◆ Instructions for the task:
If a line in the listing includes the word "Inside", copy it out.

Segment Start: Given information

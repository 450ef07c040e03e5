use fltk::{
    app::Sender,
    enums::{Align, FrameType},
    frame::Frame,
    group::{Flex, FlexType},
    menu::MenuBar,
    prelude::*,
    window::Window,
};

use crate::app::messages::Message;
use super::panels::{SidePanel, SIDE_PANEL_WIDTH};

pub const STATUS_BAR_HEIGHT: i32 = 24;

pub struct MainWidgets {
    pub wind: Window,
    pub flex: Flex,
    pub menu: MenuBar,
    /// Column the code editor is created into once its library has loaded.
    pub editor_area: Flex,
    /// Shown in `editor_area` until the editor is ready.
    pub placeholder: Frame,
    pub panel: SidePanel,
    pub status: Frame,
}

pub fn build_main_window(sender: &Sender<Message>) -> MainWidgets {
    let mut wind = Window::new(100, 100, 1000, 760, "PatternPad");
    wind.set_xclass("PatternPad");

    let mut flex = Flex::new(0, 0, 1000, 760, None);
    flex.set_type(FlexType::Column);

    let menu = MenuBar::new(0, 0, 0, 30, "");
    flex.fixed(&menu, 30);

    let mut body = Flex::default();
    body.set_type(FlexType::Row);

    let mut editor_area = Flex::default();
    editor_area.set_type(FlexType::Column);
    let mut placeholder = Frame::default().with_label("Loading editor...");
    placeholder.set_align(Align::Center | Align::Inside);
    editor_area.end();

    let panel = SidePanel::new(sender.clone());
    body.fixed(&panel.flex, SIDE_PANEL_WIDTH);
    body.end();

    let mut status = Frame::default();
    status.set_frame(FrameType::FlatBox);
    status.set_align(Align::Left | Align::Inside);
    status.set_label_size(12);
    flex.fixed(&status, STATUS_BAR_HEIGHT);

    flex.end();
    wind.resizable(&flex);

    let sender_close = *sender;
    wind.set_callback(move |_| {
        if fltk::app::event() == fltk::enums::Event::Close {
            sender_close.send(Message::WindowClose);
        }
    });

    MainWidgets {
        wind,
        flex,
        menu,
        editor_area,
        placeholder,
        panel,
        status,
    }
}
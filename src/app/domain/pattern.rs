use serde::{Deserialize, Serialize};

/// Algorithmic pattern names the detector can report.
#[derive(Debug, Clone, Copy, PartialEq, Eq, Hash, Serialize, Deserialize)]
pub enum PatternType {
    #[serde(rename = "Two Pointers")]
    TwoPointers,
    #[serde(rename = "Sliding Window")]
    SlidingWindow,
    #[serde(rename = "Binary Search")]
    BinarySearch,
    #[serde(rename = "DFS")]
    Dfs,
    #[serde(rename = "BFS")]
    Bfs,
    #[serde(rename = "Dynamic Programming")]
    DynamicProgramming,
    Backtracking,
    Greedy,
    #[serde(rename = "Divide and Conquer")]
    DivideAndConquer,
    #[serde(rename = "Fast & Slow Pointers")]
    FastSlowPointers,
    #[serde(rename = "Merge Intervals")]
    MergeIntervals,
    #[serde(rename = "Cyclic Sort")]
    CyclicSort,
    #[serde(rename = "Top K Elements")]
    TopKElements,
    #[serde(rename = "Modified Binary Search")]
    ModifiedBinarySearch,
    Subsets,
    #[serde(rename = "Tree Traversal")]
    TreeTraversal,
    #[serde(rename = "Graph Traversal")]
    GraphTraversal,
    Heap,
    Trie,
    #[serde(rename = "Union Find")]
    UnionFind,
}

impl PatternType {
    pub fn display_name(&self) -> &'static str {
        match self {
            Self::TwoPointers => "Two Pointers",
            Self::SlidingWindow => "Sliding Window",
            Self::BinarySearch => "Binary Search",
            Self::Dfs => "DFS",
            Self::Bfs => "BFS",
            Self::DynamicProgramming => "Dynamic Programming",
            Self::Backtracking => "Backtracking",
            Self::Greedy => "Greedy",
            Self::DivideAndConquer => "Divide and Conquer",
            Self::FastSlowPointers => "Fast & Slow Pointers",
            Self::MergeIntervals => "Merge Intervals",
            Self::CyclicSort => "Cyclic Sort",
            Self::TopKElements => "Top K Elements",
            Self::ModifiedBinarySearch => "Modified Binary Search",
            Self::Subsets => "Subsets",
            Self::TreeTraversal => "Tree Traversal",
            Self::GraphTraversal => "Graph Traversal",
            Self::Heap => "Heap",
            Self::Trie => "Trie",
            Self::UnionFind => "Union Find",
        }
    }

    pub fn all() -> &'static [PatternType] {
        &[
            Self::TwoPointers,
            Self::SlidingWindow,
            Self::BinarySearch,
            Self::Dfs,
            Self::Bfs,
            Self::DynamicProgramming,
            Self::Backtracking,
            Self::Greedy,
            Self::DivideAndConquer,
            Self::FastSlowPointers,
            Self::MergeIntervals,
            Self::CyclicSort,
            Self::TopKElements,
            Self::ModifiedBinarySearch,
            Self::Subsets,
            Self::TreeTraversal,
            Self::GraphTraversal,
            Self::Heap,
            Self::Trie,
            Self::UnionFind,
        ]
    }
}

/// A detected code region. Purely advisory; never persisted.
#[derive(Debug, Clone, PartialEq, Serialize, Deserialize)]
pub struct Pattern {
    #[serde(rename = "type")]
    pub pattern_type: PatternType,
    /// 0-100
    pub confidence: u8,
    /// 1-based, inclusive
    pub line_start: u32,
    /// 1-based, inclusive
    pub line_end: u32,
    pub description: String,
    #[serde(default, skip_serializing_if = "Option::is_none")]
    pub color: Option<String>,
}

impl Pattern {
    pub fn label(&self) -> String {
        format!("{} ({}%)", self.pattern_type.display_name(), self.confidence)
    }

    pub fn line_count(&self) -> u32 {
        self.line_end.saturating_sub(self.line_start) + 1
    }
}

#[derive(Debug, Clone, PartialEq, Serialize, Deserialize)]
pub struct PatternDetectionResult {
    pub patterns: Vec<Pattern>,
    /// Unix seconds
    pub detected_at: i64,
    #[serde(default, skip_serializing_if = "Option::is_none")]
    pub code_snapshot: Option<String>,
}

Segment End: Given information
Segment Start: Given information

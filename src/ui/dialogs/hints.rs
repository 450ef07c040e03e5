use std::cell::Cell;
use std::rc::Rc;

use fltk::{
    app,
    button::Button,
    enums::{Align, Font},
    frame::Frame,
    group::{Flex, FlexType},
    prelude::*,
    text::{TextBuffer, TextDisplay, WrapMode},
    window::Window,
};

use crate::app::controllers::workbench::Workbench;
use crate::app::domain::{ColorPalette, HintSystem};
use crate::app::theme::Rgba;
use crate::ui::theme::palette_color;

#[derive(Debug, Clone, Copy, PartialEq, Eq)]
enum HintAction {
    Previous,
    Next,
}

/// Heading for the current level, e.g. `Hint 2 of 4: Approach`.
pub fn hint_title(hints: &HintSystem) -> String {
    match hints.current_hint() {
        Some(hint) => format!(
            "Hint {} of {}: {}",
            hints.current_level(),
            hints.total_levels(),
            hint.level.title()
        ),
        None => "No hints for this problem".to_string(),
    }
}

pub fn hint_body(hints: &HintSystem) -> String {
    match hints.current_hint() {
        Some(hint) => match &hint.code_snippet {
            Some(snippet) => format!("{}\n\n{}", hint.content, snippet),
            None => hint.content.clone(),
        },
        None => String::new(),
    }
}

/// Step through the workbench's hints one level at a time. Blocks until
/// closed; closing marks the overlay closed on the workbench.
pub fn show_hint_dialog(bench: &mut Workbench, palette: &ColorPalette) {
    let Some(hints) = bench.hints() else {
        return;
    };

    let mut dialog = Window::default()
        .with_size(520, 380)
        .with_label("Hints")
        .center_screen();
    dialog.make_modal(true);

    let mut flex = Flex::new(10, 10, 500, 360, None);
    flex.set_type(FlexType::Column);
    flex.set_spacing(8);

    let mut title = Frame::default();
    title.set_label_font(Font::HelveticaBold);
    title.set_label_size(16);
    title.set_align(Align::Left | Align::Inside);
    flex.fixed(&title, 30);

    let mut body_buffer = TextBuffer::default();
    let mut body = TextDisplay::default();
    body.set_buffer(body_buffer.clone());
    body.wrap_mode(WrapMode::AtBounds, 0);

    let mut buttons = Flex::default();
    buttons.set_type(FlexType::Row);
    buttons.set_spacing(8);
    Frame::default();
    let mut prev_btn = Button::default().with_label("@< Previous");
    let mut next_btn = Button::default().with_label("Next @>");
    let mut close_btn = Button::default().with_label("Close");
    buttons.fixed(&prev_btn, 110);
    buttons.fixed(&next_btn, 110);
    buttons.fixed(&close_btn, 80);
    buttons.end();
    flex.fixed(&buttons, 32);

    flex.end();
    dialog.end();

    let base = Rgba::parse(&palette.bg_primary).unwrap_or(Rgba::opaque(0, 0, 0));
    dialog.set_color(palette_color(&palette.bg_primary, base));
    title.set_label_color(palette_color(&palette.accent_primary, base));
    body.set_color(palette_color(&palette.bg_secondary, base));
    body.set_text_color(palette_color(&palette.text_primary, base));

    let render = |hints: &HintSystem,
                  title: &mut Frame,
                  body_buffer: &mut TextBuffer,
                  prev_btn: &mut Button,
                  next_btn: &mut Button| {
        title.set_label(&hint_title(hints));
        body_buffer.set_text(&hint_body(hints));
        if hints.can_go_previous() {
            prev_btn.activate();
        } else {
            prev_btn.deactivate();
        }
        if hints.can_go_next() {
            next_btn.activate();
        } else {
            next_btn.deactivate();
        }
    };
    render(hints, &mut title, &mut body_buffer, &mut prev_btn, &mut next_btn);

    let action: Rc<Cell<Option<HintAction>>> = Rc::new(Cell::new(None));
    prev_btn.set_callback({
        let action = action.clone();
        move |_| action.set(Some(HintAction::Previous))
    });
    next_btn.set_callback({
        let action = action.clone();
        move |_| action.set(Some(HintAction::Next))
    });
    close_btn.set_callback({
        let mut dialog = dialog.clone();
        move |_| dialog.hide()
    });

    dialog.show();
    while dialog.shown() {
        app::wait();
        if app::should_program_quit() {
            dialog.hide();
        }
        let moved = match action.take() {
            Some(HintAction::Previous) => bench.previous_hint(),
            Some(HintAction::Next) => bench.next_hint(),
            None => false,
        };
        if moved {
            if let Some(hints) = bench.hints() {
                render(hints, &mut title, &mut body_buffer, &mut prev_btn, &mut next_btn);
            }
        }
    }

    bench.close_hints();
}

Segment End: Given information

◆ Written solution:
    placeholder.set_align(Align::Center | Align::Inside);
    status.set_align(Align::Left | Align::Inside);
    title.set_align(Align::Left | Align::Inside);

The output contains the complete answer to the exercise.